INPUT FOR THIS TASK »
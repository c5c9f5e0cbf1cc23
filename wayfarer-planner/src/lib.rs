//! Wayfarer Planner
//!
//! Platform-agnostic trip planning core: date validation, reference catalog,
//! itinerary generation, and the chat and feedback form state used by the
//! web front end. This crate has no UI or browser dependencies.

pub mod catalog;
pub mod chat;
pub mod config;
pub mod feedback;
pub mod itinerary;
pub mod rng;
pub mod trip;
pub mod validate;
pub mod weather;

// Re-export commonly used types
pub use catalog::{
    AccommodationTemplate, ActivityCategory, ActivityTemplate, CatalogError, DestinationCatalog,
    ReferenceCatalog,
};
pub use chat::{ChatAuthor, ChatMessage, ChatSession, ReplyTicket};
pub use config::{ChatConfig, PlannerConfig, TripLimits, WeatherRange};
pub use feedback::{FeedbackForm, FeedbackOutcome};
pub use itinerary::{
    Accommodation, Activity, DayPlan, Itinerary, ItineraryGenerator, generate_itinerary,
    generate_with_bundle,
};
pub use rng::{CountingRng, RngBundle, StreamDraws};
pub use trip::{
    Destination, DestinationKind, DestinationOption, TripDraft, TripParameters, TripType,
};
pub use validate::{
    TripValidationError, is_valid_range, parse_form_date, trip_length, validate_dates,
};
pub use weather::{WeatherCondition, WeatherIcon, WeatherSample, sample_weather};

use thiserror::Error;

/// Trait for abstracting where catalog and tuning data come from.
/// Platform-specific implementations should provide this
pub trait DataLoader {
    type Error: std::error::Error + Send + Sync + 'static;

    /// Load the destination catalog
    ///
    /// # Errors
    ///
    /// Returns an error if the catalog cannot be read or fails validation.
    fn load_catalog(&self) -> Result<ReferenceCatalog, Self::Error>;

    /// Load planner tuning
    ///
    /// # Errors
    ///
    /// Returns an error if the configuration cannot be read or parsed.
    fn load_config(&self) -> Result<PlannerConfig, Self::Error>;
}

/// Loader over the assets compiled into the crate.
#[derive(Debug, Clone, Copy, Default)]
pub struct EmbeddedData;

impl DataLoader for EmbeddedData {
    type Error = CatalogError;

    fn load_catalog(&self) -> Result<ReferenceCatalog, Self::Error> {
        Ok(ReferenceCatalog::embedded().clone())
    }

    fn load_config(&self) -> Result<PlannerConfig, Self::Error> {
        Ok(PlannerConfig::default_config())
    }
}

#[derive(Debug, Error)]
pub enum PlanError<E: std::error::Error + 'static> {
    #[error(transparent)]
    Invalid(#[from] TripValidationError),
    #[error("failed to load planner data: {0}")]
    Data(#[source] E),
}

/// Form-to-itinerary pipeline over a [`DataLoader`].
pub struct PlannerEngine<L>
where
    L: DataLoader,
{
    data_loader: L,
}

impl<L> PlannerEngine<L>
where
    L: DataLoader,
{
    /// Create a new engine with the provided data loader
    pub const fn new(data_loader: L) -> Self {
        Self { data_loader }
    }

    /// Build a generator from freshly loaded data.
    ///
    /// # Errors
    ///
    /// Returns an error if either data source fails to load.
    pub fn generator(&self) -> Result<ItineraryGenerator, L::Error> {
        let catalog = self.data_loader.load_catalog()?;
        let config = self.data_loader.load_config()?;
        Ok(ItineraryGenerator::new(catalog, config))
    }

    /// Validate a draft and generate its itinerary from `seed`.
    ///
    /// # Errors
    ///
    /// Returns [`PlanError::Invalid`] when the dates fail validation, in which
    /// case no itinerary is produced, or [`PlanError::Data`] when loading fails.
    pub fn plan(&self, draft: &TripDraft, seed: u64) -> Result<Itinerary, PlanError<L::Error>> {
        let generator = self.generator().map_err(PlanError::Data)?;
        let params = draft.finalize(&generator.config().limits)?;
        Ok(generator.generate_seeded(&params, seed))
    }
}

TASK DESCRIPTION »
Reply with one number, the count of lines in the entries that hold the string "ItineraryGenerator".

EXPECTED ANSWER »
3